Nessas situações o Profeta usava seu próprio critério. Se escolhesse o que era correto então Deus confirmava sua escolha através de revelação. Se escolhesse o que estava errado Deus o corrigia para proteger a integridade da fé. Deus nunca permitia que Seu Mensageiro transmitisse um erro às pessoas, porque faria seus seguidores incorrerem em erro também. Isso se oporia a sabedoria por trás do envio de Mensageiros, que era fazer com que as pessoas não tivessem nenhum argumento contra Deus. Dessa forma, o Mensageiro era protegido de incorrer em erro, porque se ele errasse a revelação o corrigia.

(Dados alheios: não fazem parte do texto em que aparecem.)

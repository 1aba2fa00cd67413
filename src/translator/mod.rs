//! Request translation between signing events and JSON-RPC envelopes.
//!
//! # Data Flow
//! ```text
//! SigningEvent (page envelope | session request)
//!     → translate()  ── unsupported method ──▶ TranslateError (no decision state)
//!     → TranslatedRequest { id, topic?, method, params }
//!     → user decision
//!     → approve() / reject()
//!     → JsonRpcResponse
//! ```
//!
//! # Design Decisions
//! - The allow-list is the closed [`SignerMethod`] type; translation also
//!   excludes the bare `sign` verbs, approval accepts them
//! - Rejection never fails, whatever the method
//! - `topic` is only populated on the session path

use serde::{Deserialize, Serialize};
use serde_json::Value;
use thiserror::Error;

use crate::protocol::{Method, RequestId, RpcRequest, SignerMethod};
use crate::rpc::{ErrorCode, JsonRpcResponse, RpcError};

/// Errors raised while translating a signing event.
#[derive(Debug, Clone, PartialEq, Eq, Error)]
pub enum TranslateError {
    #[error("unsupported method: {0}")]
    UnsupportedMethod(String),
}

impl From<&TranslateError> for RpcError {
    fn from(err: &TranslateError) -> Self {
        match err {
            TranslateError::UnsupportedMethod(method) => {
                RpcError::method_not_supported().with_data(Value::String(method.clone()))
            }
        }
    }
}

impl From<TranslateError> for RpcError {
    fn from(err: TranslateError) -> Self {
        RpcError::from(&err)
    }
}

/// `params` of a session-based request.
#[derive(Debug, Clone, PartialEq, Serialize, Deserialize)]
pub struct SessionParams {
    pub topic: String,
    pub request: RpcRequest,
}

/// A signing event from either entry path.
#[derive(Debug, Clone, PartialEq, Deserialize)]
#[serde(untagged)]
pub enum SigningEvent {
    /// `{ id, params: { topic, request: { method, params } } }`
    Session { id: RequestId, params: SessionParams },
    /// `{ id, request: { method, params } }`
    Page { id: RequestId, request: RpcRequest },
}

impl SigningEvent {
    pub fn id(&self) -> &RequestId {
        match self {
            SigningEvent::Session { id, .. } | SigningEvent::Page { id, .. } => id,
        }
    }

    pub fn method(&self) -> &Method {
        match self {
            SigningEvent::Session { params, .. } => &params.request.method,
            SigningEvent::Page { request, .. } => &request.method,
        }
    }
}

/// The normalized request handed to the signer.
#[derive(Debug, Clone, PartialEq, Serialize, Deserialize)]
pub struct TranslatedRequest {
    pub id: RequestId,
    #[serde(default, skip_serializing_if = "Option::is_none")]
    pub topic: Option<String>,
    pub method: SignerMethod,
    pub params: Vec<Value>,
}

impl TranslatedRequest {
    /// The account this request signs with, when the params name one.
    pub fn account(&self) -> Option<&str> {
        self.method.account(&self.params)
    }

    pub fn approve(&self, payload: Value) -> Result<JsonRpcResponse, TranslateError> {
        approve(self.id.clone(), &Method::Signer(self.method), payload)
    }

    pub fn reject(&self) -> JsonRpcResponse {
        reject(self.id.clone())
    }
}

/// Normalize a signing event. Fails synchronously for anything outside the
/// allow-list.
pub fn translate(event: SigningEvent) -> Result<TranslatedRequest, TranslateError> {
    let (id, topic, request) = match event {
        SigningEvent::Session { id, params } => (id, Some(params.topic), params.request),
        SigningEvent::Page { id, request } => (id, None, request),
    };

    match request.method {
        Method::Signer(method) if method.is_translatable() => Ok(TranslatedRequest {
            id,
            topic,
            method,
            params: request.params,
        }),
        other => Err(TranslateError::UnsupportedMethod(other.as_str().to_string())),
    }
}

/// Wrap a signed payload verbatim as the result for `id`.
pub fn approve(
    id: RequestId,
    method: &Method,
    payload: Value,
) -> Result<JsonRpcResponse, TranslateError> {
    match method {
        Method::Signer(_) => Ok(JsonRpcResponse::success(id, payload)),
        other => Err(TranslateError::UnsupportedMethod(other.as_str().to_string())),
    }
}

/// The universal "user said no" outcome.
pub fn reject(id: RequestId) -> JsonRpcResponse {
    JsonRpcResponse::failure(id, RpcError::rejected())
}

/// Build an error response for `id` from any error value.
pub fn fail(id: RequestId, error: impl Into<RpcError>) -> JsonRpcResponse {
    JsonRpcResponse::failure(id, error.into())
}

/// Build an error response from an unstructured error value.
pub fn fail_with_value(id: RequestId, error: Value) -> JsonRpcResponse {
    JsonRpcResponse::failure(id, RpcError::normalize(error))
}

/// Shorthand used by the host for malformed params.
pub fn invalid_params(id: RequestId, message: impl Into<String>) -> JsonRpcResponse {
    JsonRpcResponse::failure(id, RpcError::with_message(ErrorCode::InvalidParams, message))
}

Os Companheiros do Profeta sabiam que a aprovação tácita do Profeta era na verdade a aprovação de Deus, porque se fizessem algo contrário ao Islã durante a vida do Profeta a revelação viria condenando o que fizeram.
Jabir disse: “Costumávamos praticar coitus interruptus[1] quando o Mensageiro de Deus estava vivo.” Sufyan, um dos narradores desse hadith, comentou: “Se algo desse tipo fosse proibido, o Alcorão teria proibido.”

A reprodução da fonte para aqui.